▶ _TASK REQUIREMENTS_
Show each line of the records in which the word "Upload" occurs.

▶ _RECORDS PROVIDED_
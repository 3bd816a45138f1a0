use super::*;

use crate::{
    mock_backend::{harness, harness_with_store},
    token_store::MemoryTokenStore,
};

#[tokio::test]
async fn login_authenticates_and_persists_token() {
    let h = harness(View::Login).await;

    let user = h.session.login("alice", "secret").await.expect("login");
    assert_eq!(user.username, "alice");

    let snapshot = h.session.snapshot();
    assert!(snapshot.is_authenticated());
    assert!(!snapshot.loading);
    assert_eq!(snapshot.last_error, None);
    let token = snapshot.token.expect("token");
    assert_eq!(h.gateway.token().as_deref(), Some(token.as_str()));
    assert_eq!(h.store.current().await.as_deref(), Some(token.as_str()));
}

#[tokio::test]
async fn blank_credentials_fail_without_a_request() {
    let h = harness(View::Login).await;

    let err = h.session.login("   ", "secret").await.expect_err("blank user");
    assert_eq!(err.kind(), crate::error::ErrorKind::Validation);
    let err = h.session.login("alice", "").await.expect_err("blank password");
    assert_eq!(err.kind(), crate::error::ErrorKind::Validation);

    let snapshot = h.session.snapshot();
    assert_eq!(snapshot.phase, SessionPhase::Unauthenticated);
    assert_eq!(
        snapshot.last_error.as_deref(),
        Some(MISSING_CREDENTIALS_MESSAGE)
    );
    assert!(h.backend.requests().await.is_empty());
}

#[tokio::test]
async fn wrong_password_reports_failure_and_stays_on_login() {
    let h = harness(View::Login).await;

    let err = h
        .session
        .login("alice", "wrong")
        .await
        .expect_err("bad password");
    assert!(err.is_unauthorized());

    let snapshot = h.session.snapshot();
    assert_eq!(snapshot.phase, SessionPhase::Failed);
    assert!(!snapshot.loading);
    assert_eq!(snapshot.last_error.as_deref(), Some(LOGIN_FAILED_MESSAGE));
    assert_eq!(snapshot.token, None);
    assert!(h.navigator.history().is_empty());
    assert_eq!(h.store.current().await, None);
}

#[tokio::test]
async fn logout_clears_session_even_when_backend_fails() {
    let h = harness(View::Dashboard).await;
    h.session.login("bob", "hunter2").await.expect("login");
    h.backend.update(|state| state.fail_logout = true).await;

    h.session.logout().await;

    let snapshot = h.session.snapshot();
    assert_eq!(snapshot.phase, SessionPhase::Unauthenticated);
    assert_eq!(snapshot.token, None);
    assert_eq!(snapshot.user, None);
    assert_eq!(h.gateway.token(), None);
    assert_eq!(h.store.current().await, None);
}

#[tokio::test]
async fn logout_notifies_backend_with_the_signed_out_token() {
    let h = harness(View::Dashboard).await;
    h.session.login("bob", "hunter2").await.expect("login");
    let token = h.session.snapshot().token.expect("token");

    h.session.logout().await;

    let logouts = h.backend.requests_to("POST", "/api/auth/logout").await;
    assert_eq!(logouts.len(), 1);
    assert_eq!(
        logouts[0].authorization.as_deref(),
        Some(format!("Bearer {token}").as_str())
    );
}

#[tokio::test]
async fn initialize_without_stored_token_makes_no_request() {
    let h = harness(View::Login).await;

    let snapshot = h.session.initialize().await;

    assert_eq!(snapshot.phase, SessionPhase::Unauthenticated);
    assert!(!snapshot.loading);
    assert!(h.backend.requests().await.is_empty());
}

#[tokio::test]
async fn initialize_recovers_session_from_stored_token() {
    let h = harness_with_store(View::Dashboard, MemoryTokenStore::default()).await;
    let token = h.backend.issue_token("alice").await;
    h.store.save(&token).await.expect("seed token");

    let snapshot = h.session.initialize().await;

    assert!(snapshot.is_authenticated());
    assert_eq!(snapshot.user.map(|user| user.username).as_deref(), Some("alice"));
    assert_eq!(snapshot.token.as_deref(), Some(token.as_str()));
    assert_eq!(h.gateway.token().as_deref(), Some(token.as_str()));
    let me = h.backend.requests_to("GET", "/api/auth/me").await;
    assert_eq!(me.len(), 1);
    assert_eq!(
        me[0].authorization.as_deref(),
        Some(format!("Bearer {token}").as_str())
    );
}

#[tokio::test]
async fn initialize_discards_rejected_token() {
    let h = harness_with_store(View::Login, MemoryTokenStore::with_token("expired")).await;

    let snapshot = h.session.initialize().await;

    assert_eq!(snapshot.phase, SessionPhase::Unauthenticated);
    assert_eq!(snapshot.token, None);
    assert_eq!(h.gateway.token(), None);
    assert_eq!(h.store.current().await, None);
    assert!(h.navigator.history().is_empty());
}

#[tokio::test]
async fn authorization_loss_clears_session_and_returns_to_login() {
    let h = harness(View::Dashboard).await;
    h.session.login("alice", "secret").await.expect("login");
    h.backend.revoke_all_sessions().await;

    h.catalog.refresh().await;

    let snapshot = h.session.snapshot();
    assert_eq!(snapshot.phase, SessionPhase::Unauthenticated);
    assert_eq!(snapshot.token, None);
    assert_eq!(h.store.current().await, None);
    assert_eq!(h.navigator.history(), vec![View::Login]);
    assert_eq!(h.session.guard(View::Dashboard), View::Login);
}

#[tokio::test]
async fn authorization_loss_on_login_view_does_not_navigate() {
    let h = harness(View::Login).await;
    h.session.login("alice", "secret").await.expect("login");
    h.backend.revoke_all_sessions().await;

    let _ = h.gateway.current_user().await;

    assert_eq!(h.session.phase(), SessionPhase::Unauthenticated);
    assert!(h.navigator.history().is_empty());
}

#[tokio::test]
async fn loss_reported_for_a_replaced_token_is_ignored() {
    let h = harness(View::Dashboard).await;
    h.session.login("alice", "secret").await.expect("login");
    let current = h.session.snapshot().token.expect("token");

    h.session
        .on_authorization_lost(AuthorizationLost {
            token: Some("older-token".to_string()),
            resource: "/api/artifacts".to_string(),
        })
        .await;

    assert!(h.session.is_authenticated());
    assert_eq!(h.gateway.token().as_deref(), Some(current.as_str()));
    assert_eq!(h.store.current().await.as_deref(), Some(current.as_str()));
    assert!(h.navigator.history().is_empty());
}

#[tokio::test]
async fn login_response_arriving_after_logout_is_discarded() {
    let h = harness(View::Login).await;
    let gate = Arc::new(tokio::sync::Notify::new());
    let held = gate.clone();
    h.backend
        .update(move |state| state.login_gate = Some(held))
        .await;

    let session = h.session.clone();
    let pending = tokio::spawn(async move { session.login("alice", "secret").await });
    h.backend.wait_for_request("POST", "/api/auth/login").await;

    h.session.logout().await;
    gate.notify_one();

    let result = pending.await.expect("login task");
    assert!(matches!(result, Err(ClientError::Superseded)));
    let snapshot = h.session.snapshot();
    assert_eq!(snapshot.phase, SessionPhase::Unauthenticated);
    assert_eq!(snapshot.token, None);
    assert_eq!(h.gateway.token(), None);
    assert_eq!(h.store.current().await, None);
}

#[tokio::test]
async fn guard_only_admits_protected_views_with_a_session() {
    let h = harness(View::Login).await;
    assert_eq!(h.session.guard(View::Upload), View::Login);
    assert_eq!(h.session.guard(View::Login), View::Login);

    h.session.login("bob", "hunter2").await.expect("login");
    assert_eq!(h.session.guard(View::Upload), View::Upload);
    assert_eq!(h.session.guard(View::Login), View::Login);
}

#[tokio::test]
async fn refreshing_the_catalog_leaves_the_session_untouched() {
    let h = harness(View::Dashboard).await;
    h.session.login("alice", "secret").await.expect("login");
    let before = h.session.snapshot();

    h.catalog.refresh().await;
    h.catalog.refresh().await;

    assert_eq!(h.session.snapshot(), before);
    assert!(h.navigator.history().is_empty());
}

#[tokio::test]
async fn recovery_does_not_authenticate_a_token_lost_while_in_flight() {
    let h = harness(View::Dashboard).await;
    let token = h.backend.issue_token("alice").await;
    h.store.save(&token).await.expect("seed token");
    let gate = Arc::new(tokio::sync::Notify::new());
    let held = gate.clone();
    h.backend.update(move |state| state.me_gate = Some(held)).await;

    let session = h.session.clone();
    let recovery = tokio::spawn(async move { session.initialize().await });
    h.backend.wait_for_request("GET", "/api/auth/me").await;

    h.session
        .on_authorization_lost(AuthorizationLost {
            token: Some(token.clone()),
            resource: "/api/artifacts".to_string(),
        })
        .await;
    gate.notify_one();

    let snapshot = recovery.await.expect("recovery task");
    assert_eq!(snapshot.phase, SessionPhase::Unauthenticated);
    assert_eq!(snapshot.token, None);
    assert_eq!(snapshot.user, None);
    assert_eq!(h.session.snapshot(), snapshot);
    assert_eq!(h.gateway.token(), None);
    assert_eq!(h.store.current().await, None);
    assert_eq!(h.session.guard(View::Dashboard), View::Login);
}

#[tokio::test]
async fn older_login_response_cannot_overwrite_a_newer_login() {
    let h = harness(View::Login).await;
    let gate = Arc::new(tokio::sync::Notify::new());
    let held = gate.clone();
    h.backend
        .update(move |state| state.login_gate = Some(held))
        .await;

    let session = h.session.clone();
    let older = tokio::spawn(async move { session.login("alice", "secret").await });
    h.backend.wait_for_request("POST", "/api/auth/login").await;
    h.backend.update(|state| state.login_gate = None).await;

    let newer = h.session.login("bob", "hunter2").await.expect("newer login");
    let newer_token = h.session.snapshot().token.expect("token");
    gate.notify_one();

    let result = older.await.expect("older login task");
    assert!(matches!(result, Err(ClientError::Superseded)));
    let snapshot = h.session.snapshot();
    assert!(snapshot.is_authenticated());
    assert_eq!(snapshot.user, Some(newer));
    assert_eq!(snapshot.token.as_deref(), Some(newer_token.as_str()));
    assert_eq!(h.gateway.token().as_deref(), Some(newer_token.as_str()));
    assert_eq!(h.store.current().await.as_deref(), Some(newer_token.as_str()));
    assert_eq!(h.backend.requests_to("POST", "/api/auth/login").await.len(), 2);
}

▶ _SOLVED PROBLEM_
    assert_eq!(h.session.guard(View::Upload), View::Login);
    assert_eq!(h.session.guard(View::Upload), View::Upload);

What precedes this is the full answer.